A bystander who touched off a social media furor after she saw United Airlines stop two teenage girls dressed in leggings from boarding a flight admitted on Monday that she did not fully grasp the situation when she started tweeting her indignation.
The girls, who were flying standby on Sunday from Denver to Minneapolis using free passes for employees or family members, were told by a gate attendant that they could not get on the plane while wearing the form-fitting pants.
Passengers using the passes are considered airline representatives, United Air Lines Inc spokesman Jonathan Guerin said, subject to a dress code that prohibits sleep or swimwear, torn clothing and revealing attire.
The girls were fine with the policy, Guerin says, but a traveler named Shannon Watts who overheard the exchange took offense.
Watts was further incensed when another woman who was listening told her 10-year-old daughter to put a dress on over her leggings, apparently thinking United's policy applied to all passengers, not just those flying free.
I have a friend who works in transportation who commented on Facebook that even though he works for a different employer, the same rules apply. Enforcement seems to be left up to someone at the gate, which was part of the problem, not unlike when vague school dress codes are interpreted by teachers and administrators. The issue also seems to have been resolved -- eventually -- so I will confine my comments to generalities, rather than the United situation.
The courts have ruled, over the last forty years or so, that employers are well within their rights in establishing dress codes to enforce a pleasing, uniform appearance, as long as the rules did not prevent a class of people (men, women, African Americans, Muslims) from being able to gain employment. Leisure wear and sloppy or revealing clothing is usually prohibited, though what Americans consider "leisure" is a moving target, and the line between "sloppy" and "casual" is practically invisible at times, and "revealing" -- forget trying to define that, beyond nudity.

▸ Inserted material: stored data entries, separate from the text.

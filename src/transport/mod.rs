// src/transport/mod.rs

//! The transport boundary: traits a messaging library implements so the
//! manager can drive it.
//!
//! Everything here is an interface; the manager never assumes a concrete
//! wire protocol. Addresses are opaque strings in whatever URI form the
//! transport understands (`tcp://host:port`, `inproc://name`, ...) and
//! are not validated beyond rejecting empty strings.

pub mod options;

use crate::error::TransportError;

use async_trait::async_trait;
use bitflags::bitflags;
use bytes::Bytes;
use std::fmt;
use std::sync::Arc;
use std::time::Duration;

/// Represents the messaging pattern of an endpoint.
#[derive(Debug, Clone, Copy, PartialEq, Eq, Hash)]
pub enum EndpointKind {
  /// Publish messages to subscribers (Pub-Sub pattern).
  Pub,
  /// Subscribe to messages from publishers (Pub-Sub pattern).
  Sub,
  /// Send requests and receive replies (Req-Rep pattern).
  Req,
  /// Receive requests and send replies (Req-Rep pattern).
  Rep,
  /// Asynchronous request-reply, load-balancing outgoing (Dealer-Router pattern).
  Dealer,
  /// Asynchronous request-reply, routing incoming (Dealer-Router pattern).
  Router,
  /// Distribute messages to a pool of workers (Push-Pull pattern).
  Push,
  /// Collect messages from a pool of distributors (Push-Pull pattern).
  Pull,
}

/// Stable identity token for a registered endpoint.
///
/// Minted by the manager at `create` time from a monotonic counter and
/// never recycled while the manager lives, so registry bookkeeping stays
/// correct even if the transport handle's own identity is mutable.
#[derive(Debug, Clone, Copy, PartialEq, Eq, Hash, PartialOrd, Ord)]
pub struct EndpointId(pub(crate) u64);

impl fmt::Display for EndpointId {
  fn fmt(&self, f: &mut fmt::Formatter<'_>) -> fmt::Result {
    write!(f, "endpoint-{}", self.0)
  }
}

bitflags! {
  /// Readiness conditions of interest for an endpoint.
  #[derive(Debug, Clone, Copy, PartialEq, Eq, Hash, Default)]
  pub struct InterestMask: u8 {
    /// The endpoint has data available to receive.
    const READABLE = 0b01;
    /// The endpoint can accept an outgoing message.
    const WRITABLE = 0b10;
  }
}

/// One registration handed to [`Transport::poll`]: which endpoint, under
/// which identity, with which interest.
#[derive(Clone)]
pub struct PollInterest {
  pub id: EndpointId,
  pub endpoint: Arc<dyn Endpoint>,
  pub mask: InterestMask,
}

impl fmt::Debug for PollInterest {
  fn fmt(&self, f: &mut fmt::Formatter<'_>) -> fmt::Result {
    f.debug_struct("PollInterest")
      .field("id", &self.id)
      .field("mask", &self.mask)
      .finish_non_exhaustive()
  }
}

/// The result of one poll call: an ordered mapping from endpoint identity
/// to the readiness mask currently satisfied.
///
/// A snapshot is valid only for the instant it was produced. It is
/// recomputed on every poll and never retained as authoritative state.
#[derive(Debug, Clone, Default)]
pub struct ReadinessSnapshot {
  entries: Vec<(EndpointId, InterestMask)>,
}

impl ReadinessSnapshot {
  pub fn new(entries: Vec<(EndpointId, InterestMask)>) -> Self {
    Self { entries }
  }

  /// The readiness mask the poll reported for `id`, if any.
  pub fn ready_mask(&self, id: EndpointId) -> Option<InterestMask> {
    self.entries.iter().find(|(e, _)| *e == id).map(|(_, m)| *m)
  }

  /// Ordered `(id, mask)` pairs as the transport reported them.
  pub fn entries(&self) -> &[(EndpointId, InterestMask)] {
    &self.entries
  }

  pub fn is_empty(&self) -> bool {
    self.entries.is_empty()
  }

  pub fn len(&self) -> usize {
    self.entries.len()
  }
}

/// A single addressable transport object capable of independent
/// bind/connect/send/recv.
///
/// Handles are exclusively owned by the manager's registry; no other
/// component may close or mutate them directly.
#[async_trait]
pub trait Endpoint: Send + Sync + 'static {
  /// Binds the endpoint to listen on a local address.
  async fn bind(&self, address: &str) -> Result<(), TransportError>;

  /// Connects the endpoint to a remote address.
  async fn connect(&self, address: &str) -> Result<(), TransportError>;

  /// Disconnects from a previously connected address.
  async fn disconnect(&self, address: &str) -> Result<(), TransportError>;

  /// Binds to an ephemeral port on `local_address`, returning the port.
  async fn bind_to_random_port(&self, local_address: &str) -> Result<u16, TransportError>;

  /// Non-blocking best-effort send of a single frame.
  async fn send(&self, frame: Bytes) -> Result<(), TransportError>;

  /// Non-blocking best-effort send of a multi-part message.
  async fn send_multipart(&self, frames: Vec<Bytes>) -> Result<(), TransportError>;

  /// Receives a single frame.
  async fn recv(&self) -> Result<Bytes, TransportError>;

  /// Receives all frames of one multi-part message.
  async fn recv_multipart(&self) -> Result<Vec<Bytes>, TransportError>;

  /// Sets a transport-level option (see [`options`]).
  async fn set_option(&self, option: i32, value: &[u8]) -> Result<(), TransportError>;

  /// Releases the endpoint. Synchronous so teardown can run from `Drop`.
  fn close(&self) -> Result<(), TransportError>;
}

/// Factory and multiplexer provided by the external messaging library.
#[async_trait]
pub trait Transport: Send + Sync + 'static {
  /// Creates a fresh, unbound endpoint of the given kind.
  fn create_endpoint(&self, kind: EndpointKind) -> Result<Arc<dyn Endpoint>, TransportError>;

  /// Polls the given registrations, returning the subset currently ready
  /// for their requested interest. A zero `timeout` checks without
  /// waiting; otherwise the call may block up to `timeout` for the first
  /// readiness change.
  async fn poll(
    &self,
    interest: &[PollInterest],
    timeout: Duration,
  ) -> Result<ReadinessSnapshot, TransportError>;
}
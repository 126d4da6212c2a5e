// src/codec/mod.rs

//! Pluggable payload serialization backends.
//!
//! A [`Codec`] turns a JSON-representable value into wire bytes and back.
//! Two backends ship with the crate: [`Json`] (text) and [`MsgPack`]
//! (compact binary map). Both round-trip numbers, strings, booleans,
//! nulls, ordered lists, and string-keyed maps.

mod json;
mod msgpack;

pub use json::Json;
pub use msgpack::MsgPack;

use bytes::Bytes;
use serde_json::Value;
use thiserror::Error;

/// Failures raised while packing or unpacking a payload.
///
/// These propagate to the immediate caller of the safe facade; they are
/// never swallowed or retried.
#[derive(Error, Debug)]
#[non_exhaustive]
pub enum CodecError {
  #[error("JSON codec error: {0}")]
  Json(#[from] serde_json::Error),

  #[error("MessagePack encode error: {0}")]
  MsgPackEncode(#[from] rmp_serde::encode::Error),

  #[error("MessagePack decode error: {0}")]
  MsgPackDecode(#[from] rmp_serde::decode::Error),
}

/// A payload serialization backend.
pub trait Codec: Send + Sync + 'static {
  /// Serializes a value into wire bytes.
  fn pack(&self, value: &Value) -> Result<Bytes, CodecError>;

  /// Deserializes wire bytes back into a value.
  fn unpack(&self, bytes: &[u8]) -> Result<Value, CodecError>;
}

In my study of dress code litigation in the 1960s and 70s, I found that the authorities usually argued that conformity and submission to rules was especially necessary for boys and young men. Girls’ dress codes, in contrast, placed a premium on modesty. The rhetoric in the dress codes reinforced this distinction. Boys’ regulations were more likely to mention “conventional” standards; girls' restrictions were more likely to mention "revealing" styles or parts of the body that should be covered. Not much has changed since then; men and women are still expected to abide by gender rules that are very different. The rules for women dictate careful management of an image balanced between girlish/ladylike and seductive. For men, there is very little space or place for sexual display, or even individual expression. Instead, boys and men are trained to operate with a very limited visual range.
Recently, I have been asked if leggings are pants. (Sort of, but some of them function more like a combination of stockings and foundation garments.) I have also been asked if they are going to go out of style. (Most likely; doesn't everything?) I know some school administrators and parents who will be very relieved when they do. Until they see the Next Big Thing.